Griechenland: Ex-Finanzminister kritisiert Seeverkehrsabkommen

ATHEN

Der frühere griechische Finanzminister Yanis Varoufakis kritisierte am Mittwoch die Regierung zu den kürzlich mit Ägypten und Italien unterzeichneten Seeverkehrsabkommen.

Varoufakis sagte, wann immer eine Regierung, die den Bedürfnissen der Troika dient – ein Begriff, der die EU, den Internationalen Währungsfonds und die Europäische Kommission bezeichnet – ein Abkommen “zugunsten nationaler Interessen” abschließt, profitiere nur die Türkei davon.

Er sagte, das mit Italien unterzeichnete Abkommen stärke die Position der Türkei auf den griechischen Inseln weiter.

„Nun kann Ankara vernünftigerweise sagen … dass selbst große Inseln wie Kefalonia, die kilometerweit von der Küste eines anderen Landes entfernt liegen, nur 70% Einfluss haben, die kleine Insel Kastelorizo [Meis], die direkt gegenüber der türkischen Küste liegt viel einfluss ist es vernünftig zu haben? ”

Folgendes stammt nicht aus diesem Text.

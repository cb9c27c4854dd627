use std::collections::BTreeSet;

use crate::analysis::signal::{ActivityProfile, Band, decode_luma_grid};
use crate::analysis::{CoverageAnalysis, ImageCoverageAnalyzer};
use crate::config::DetectorConfig;
use crate::foundation::core::{Coverage, GenerationMode};

/// Coverage classification handed to every downstream stage.
#[derive(Clone, Debug, PartialEq, serde::Serialize, serde::Deserialize)]
pub struct CoverageResult {
    pub coverage: Coverage,
    pub allowed_mode: GenerationMode,
    /// Fraction of image height covered by visible content, `0..=1`.
    pub visible_ratio: f32,
    pub detected_landmarks: BTreeSet<String>,
    pub confidence: f32,
    pub allows_full_garment: bool,
    pub allows_dress: bool,
    /// Set when the image could not be analyzed and conservative defaults were substituted.
    #[serde(default, skip_serializing_if = "std::ops::Not::not")]
    pub degraded: bool,
}

impl CoverageResult {
    pub fn new(
        coverage: Coverage,
        confidence: f32,
        visible_ratio: f32,
        detected_landmarks: BTreeSet<String>,
    ) -> Self {
        Self {
            coverage,
            allowed_mode: coverage.allowed_mode(),
            visible_ratio: visible_ratio.clamp(0.0, 1.0),
            detected_landmarks,
            confidence: confidence.clamp(0.0, 1.0),
            allows_full_garment: coverage == Coverage::FullBody,
            allows_dress: coverage == Coverage::FullBody,
            degraded: false,
        }
    }

    /// Safest possible answer, used when the image cannot be read.
    pub fn conservative() -> Self {
        Self {
            degraded: true,
            ..Self::new(Coverage::FaceOnly, 0.5, 0.0, BTreeSet::new())
        }
    }
}

/// Which fixed bands showed activity, plus the measured body height.
#[derive(Clone, Copy, Debug, Default, PartialEq, serde::Serialize)]
pub struct BandReading {
    pub face: bool,
    pub shoulders: bool,
    pub hips: bool,
    pub knees: bool,
    pub body_height: f32,
}

impl BandReading {
    pub fn from_profile(profile: &ActivityProfile) -> Self {
        Self {
            face: profile.band_active(Band::Face),
            shoulders: profile.band_active(Band::Shoulders),
            hips: profile.band_active(Band::Hips),
            knees: profile.band_active(Band::Knees),
            body_height: profile.body_height(),
        }
    }

    pub fn landmarks(&self) -> BTreeSet<String> {
        [
            (self.face, Band::Face),
            (self.shoulders, Band::Shoulders),
            (self.hips, Band::Hips),
            (self.knees, Band::Knees),
        ]
        .into_iter()
        .filter(|(on, _)| *on)
        .map(|(_, b)| b.landmark().to_string())
        .collect()
    }
}

/// Ordered decision table. First matching row wins.
pub fn classify(r: &BandReading) -> (Coverage, f32) {
    let torso = r.face && r.shoulders && r.hips;
    if torso && r.body_height > 0.6 {
        (Coverage::FullBody, (r.body_height + 0.3).min(1.0))
    } else if torso && r.body_height > 0.45 {
        (Coverage::FullBody, 0.7)
    } else if r.face && r.shoulders {
        (Coverage::UpperBody, 0.8)
    } else if r.face {
        (Coverage::FaceOnly, 0.9)
    } else {
        (Coverage::FaceOnly, 0.5)
    }
}

/// Row-wise edge-energy heuristic. Cheap, deterministic, and not a pose model.
#[derive(Clone, Debug, Default)]
pub struct EdgeActivityDetector {
    cfg: DetectorConfig,
}

impl EdgeActivityDetector {
    pub fn new(cfg: DetectorConfig) -> Self {
        Self { cfg }
    }

    pub fn config(&self) -> &DetectorConfig {
        &self.cfg
    }

    pub fn analyze_profile(&self, profile: ActivityProfile) -> CoverageAnalysis {
        let reading = BandReading::from_profile(&profile);
        let (coverage, confidence) = classify(&reading);
        tracing::debug!(
            face = reading.face,
            shoulders = reading.shoulders,
            hips = reading.hips,
            knees = reading.knees,
            body_height = reading.body_height,
            %coverage,
            confidence,
            "coverage classified"
        );
        let result =
            CoverageResult::new(coverage, confidence, reading.body_height, reading.landmarks());
        let face_region = if reading.face {
            profile.face_region()
        } else {
            None
        };
        CoverageAnalysis {
            result,
            reading: Some(reading),
            face_region,
            profile: Some(profile),
        }
    }
}

impl ImageCoverageAnalyzer for EdgeActivityDetector {
    #[tracing::instrument(skip(self, image), fields(bytes = image.len()))]
    fn analyze(&self, image: &[u8]) -> CoverageAnalysis {
        match decode_luma_grid(image, self.cfg.grid_width, self.cfg.grid_height) {
            Ok(grid) => self.analyze_profile(ActivityProfile::measure(grid, &self.cfg)),
            Err(err) => {
                tracing::warn!(error = %err, "person image unreadable, using fail-safe coverage");
                CoverageAnalysis::conservative()
            }
        }
    }
}
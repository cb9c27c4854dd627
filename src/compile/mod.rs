//! Instruction compiler: typed rule blocks merged in a fixed precedence order, a
//! machine-readable control object, and a stable fingerprint of the result.

pub mod blocks;
pub mod compiler;
pub mod control;
pub mod fingerprint;

pub use compiler::{CompileInputs, CompiledInstruction, CoverageConstraint, FaceAnchor, compile};
pub use fingerprint::InstructionFingerprint;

Ein weiteres kürzlich getroffenes Abkommen über die teilweise Abgrenzung der ausschließlichen Wirtschaftszone (AWZ) zwischen Griechenland und Ägypten bezieht sich nicht auf das internationale Seerecht, sondern nur auf die Beilegung von Streitigkeiten zwischen beiden Seiten.

Er sagte, dass seine Partei, Mera 25, vor dem Abkommen zwischen Griechenland, Zypern und Israel gewarnt habe, da es der Türkei nur die Oberhand gebe.

Er fuhr fort, dass seine Partei eine internationale Konferenz aller ostmittelmeerischen Länder einschließlich der Türkei vorschlage, um eine AWZ zu definieren und eine Vereinbarung über die Schaffung eines gemeinsamen Netzes für erneuerbare Energiequellen mit schwimmenden Windkraftanlagen zu treffen.

Die Spannungen in der Region nehmen aufgrund der Explorations- und Bohraktivitäten von Kohlenwasserstoffquellen im Mittelmeer zu.

Ankara beschuldigt Griechenland, eine maximalistische Politik im östlichen Mittelmeerraum zu verfolgen, und betont, dass seine maritimen Ansprüche die Hoheitsrechte der Türkei verletzen.